* [Work task]: Beneath this task are records; state how many of their lines hold the word "snapshots", and nothing else.

*** Records for this task ***

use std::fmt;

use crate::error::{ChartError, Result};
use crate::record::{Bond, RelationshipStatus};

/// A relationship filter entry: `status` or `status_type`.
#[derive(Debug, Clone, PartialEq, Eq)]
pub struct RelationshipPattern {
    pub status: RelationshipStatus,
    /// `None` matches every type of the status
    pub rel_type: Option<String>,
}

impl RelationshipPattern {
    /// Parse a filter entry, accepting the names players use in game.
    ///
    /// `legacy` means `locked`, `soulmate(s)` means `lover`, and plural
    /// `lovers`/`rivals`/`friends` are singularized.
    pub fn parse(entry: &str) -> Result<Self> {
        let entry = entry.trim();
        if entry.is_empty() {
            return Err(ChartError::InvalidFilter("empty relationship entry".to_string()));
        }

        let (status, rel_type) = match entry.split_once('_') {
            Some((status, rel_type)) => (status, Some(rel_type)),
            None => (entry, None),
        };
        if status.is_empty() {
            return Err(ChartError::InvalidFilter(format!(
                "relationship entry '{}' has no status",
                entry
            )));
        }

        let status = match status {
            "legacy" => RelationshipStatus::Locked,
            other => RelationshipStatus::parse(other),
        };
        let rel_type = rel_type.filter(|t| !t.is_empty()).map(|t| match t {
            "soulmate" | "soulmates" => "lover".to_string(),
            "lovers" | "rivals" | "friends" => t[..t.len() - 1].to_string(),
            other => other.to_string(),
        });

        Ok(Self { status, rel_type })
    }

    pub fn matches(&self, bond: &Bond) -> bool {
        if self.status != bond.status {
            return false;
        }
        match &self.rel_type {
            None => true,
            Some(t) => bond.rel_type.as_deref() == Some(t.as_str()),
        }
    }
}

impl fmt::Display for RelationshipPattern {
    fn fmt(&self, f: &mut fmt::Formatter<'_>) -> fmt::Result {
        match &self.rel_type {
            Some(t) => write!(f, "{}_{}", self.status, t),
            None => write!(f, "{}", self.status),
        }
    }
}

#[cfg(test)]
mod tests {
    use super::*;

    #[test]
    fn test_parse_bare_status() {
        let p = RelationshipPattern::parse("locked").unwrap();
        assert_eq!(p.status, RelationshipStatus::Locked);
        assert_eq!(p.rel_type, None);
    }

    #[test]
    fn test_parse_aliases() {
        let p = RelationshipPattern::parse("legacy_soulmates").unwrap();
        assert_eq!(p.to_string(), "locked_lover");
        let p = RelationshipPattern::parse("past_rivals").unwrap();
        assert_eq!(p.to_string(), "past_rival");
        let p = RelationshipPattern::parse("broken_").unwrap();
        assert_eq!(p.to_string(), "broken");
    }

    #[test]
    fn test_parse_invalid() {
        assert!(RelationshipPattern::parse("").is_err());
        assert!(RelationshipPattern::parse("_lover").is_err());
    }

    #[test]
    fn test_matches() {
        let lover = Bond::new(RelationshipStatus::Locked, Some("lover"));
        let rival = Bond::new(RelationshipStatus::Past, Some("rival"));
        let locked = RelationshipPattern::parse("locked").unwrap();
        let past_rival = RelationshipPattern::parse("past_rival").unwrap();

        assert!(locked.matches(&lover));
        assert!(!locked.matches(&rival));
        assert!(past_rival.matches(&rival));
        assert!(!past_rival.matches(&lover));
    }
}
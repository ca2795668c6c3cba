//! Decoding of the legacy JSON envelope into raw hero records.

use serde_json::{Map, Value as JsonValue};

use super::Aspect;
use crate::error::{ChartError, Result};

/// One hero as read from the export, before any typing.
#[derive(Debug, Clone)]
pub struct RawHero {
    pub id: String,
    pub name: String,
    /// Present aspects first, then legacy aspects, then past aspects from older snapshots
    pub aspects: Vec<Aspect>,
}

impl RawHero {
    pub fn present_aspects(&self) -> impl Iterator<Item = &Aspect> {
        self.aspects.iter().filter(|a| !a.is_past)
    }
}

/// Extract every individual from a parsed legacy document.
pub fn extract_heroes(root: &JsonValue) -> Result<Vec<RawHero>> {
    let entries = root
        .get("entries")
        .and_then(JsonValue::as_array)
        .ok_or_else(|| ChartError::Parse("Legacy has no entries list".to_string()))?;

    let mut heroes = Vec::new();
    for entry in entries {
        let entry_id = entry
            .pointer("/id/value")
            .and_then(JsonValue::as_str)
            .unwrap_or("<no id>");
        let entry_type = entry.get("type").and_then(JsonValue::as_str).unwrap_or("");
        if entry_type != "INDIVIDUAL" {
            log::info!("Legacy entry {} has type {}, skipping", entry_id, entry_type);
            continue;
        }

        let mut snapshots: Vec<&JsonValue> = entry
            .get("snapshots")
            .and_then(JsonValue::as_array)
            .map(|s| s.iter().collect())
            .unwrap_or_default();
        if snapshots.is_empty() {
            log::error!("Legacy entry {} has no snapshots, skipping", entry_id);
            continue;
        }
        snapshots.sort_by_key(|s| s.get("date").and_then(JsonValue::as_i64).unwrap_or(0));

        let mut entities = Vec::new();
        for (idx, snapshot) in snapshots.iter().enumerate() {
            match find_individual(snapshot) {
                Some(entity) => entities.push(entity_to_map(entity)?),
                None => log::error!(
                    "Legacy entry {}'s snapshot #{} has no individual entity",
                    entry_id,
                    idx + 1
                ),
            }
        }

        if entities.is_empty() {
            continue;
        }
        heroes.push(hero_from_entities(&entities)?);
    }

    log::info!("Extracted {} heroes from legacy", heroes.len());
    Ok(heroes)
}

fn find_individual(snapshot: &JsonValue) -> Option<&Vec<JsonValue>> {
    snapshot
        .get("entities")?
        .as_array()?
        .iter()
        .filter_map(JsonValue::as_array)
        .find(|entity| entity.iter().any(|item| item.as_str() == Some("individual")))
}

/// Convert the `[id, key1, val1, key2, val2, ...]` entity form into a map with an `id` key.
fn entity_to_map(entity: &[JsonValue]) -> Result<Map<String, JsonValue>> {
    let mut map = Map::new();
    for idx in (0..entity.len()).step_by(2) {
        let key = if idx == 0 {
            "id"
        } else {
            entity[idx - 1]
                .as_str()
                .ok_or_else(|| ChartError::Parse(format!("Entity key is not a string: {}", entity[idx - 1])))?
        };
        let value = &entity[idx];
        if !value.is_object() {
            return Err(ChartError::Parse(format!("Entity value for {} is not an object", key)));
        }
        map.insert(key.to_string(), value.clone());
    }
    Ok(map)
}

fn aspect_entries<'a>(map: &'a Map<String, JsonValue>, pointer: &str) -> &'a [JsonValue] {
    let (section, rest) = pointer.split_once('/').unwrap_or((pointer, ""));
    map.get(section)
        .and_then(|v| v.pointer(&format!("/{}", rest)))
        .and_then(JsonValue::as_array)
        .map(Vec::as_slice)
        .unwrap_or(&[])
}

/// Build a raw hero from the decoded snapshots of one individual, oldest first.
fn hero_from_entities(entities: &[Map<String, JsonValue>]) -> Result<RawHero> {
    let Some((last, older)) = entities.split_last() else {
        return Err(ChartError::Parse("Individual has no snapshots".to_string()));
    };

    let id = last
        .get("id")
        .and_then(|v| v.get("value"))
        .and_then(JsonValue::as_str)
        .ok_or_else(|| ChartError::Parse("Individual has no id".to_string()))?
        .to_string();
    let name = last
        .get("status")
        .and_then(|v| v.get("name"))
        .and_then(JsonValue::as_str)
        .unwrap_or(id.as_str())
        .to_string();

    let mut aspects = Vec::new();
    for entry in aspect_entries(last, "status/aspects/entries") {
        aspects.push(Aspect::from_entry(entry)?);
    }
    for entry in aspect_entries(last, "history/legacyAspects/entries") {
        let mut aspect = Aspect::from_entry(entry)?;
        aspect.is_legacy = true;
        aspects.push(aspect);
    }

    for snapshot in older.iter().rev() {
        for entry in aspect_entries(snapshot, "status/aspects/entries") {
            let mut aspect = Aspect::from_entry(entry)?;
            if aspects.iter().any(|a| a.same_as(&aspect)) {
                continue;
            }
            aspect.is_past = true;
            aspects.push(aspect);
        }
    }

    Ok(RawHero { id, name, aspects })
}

***

* [Your response]: 9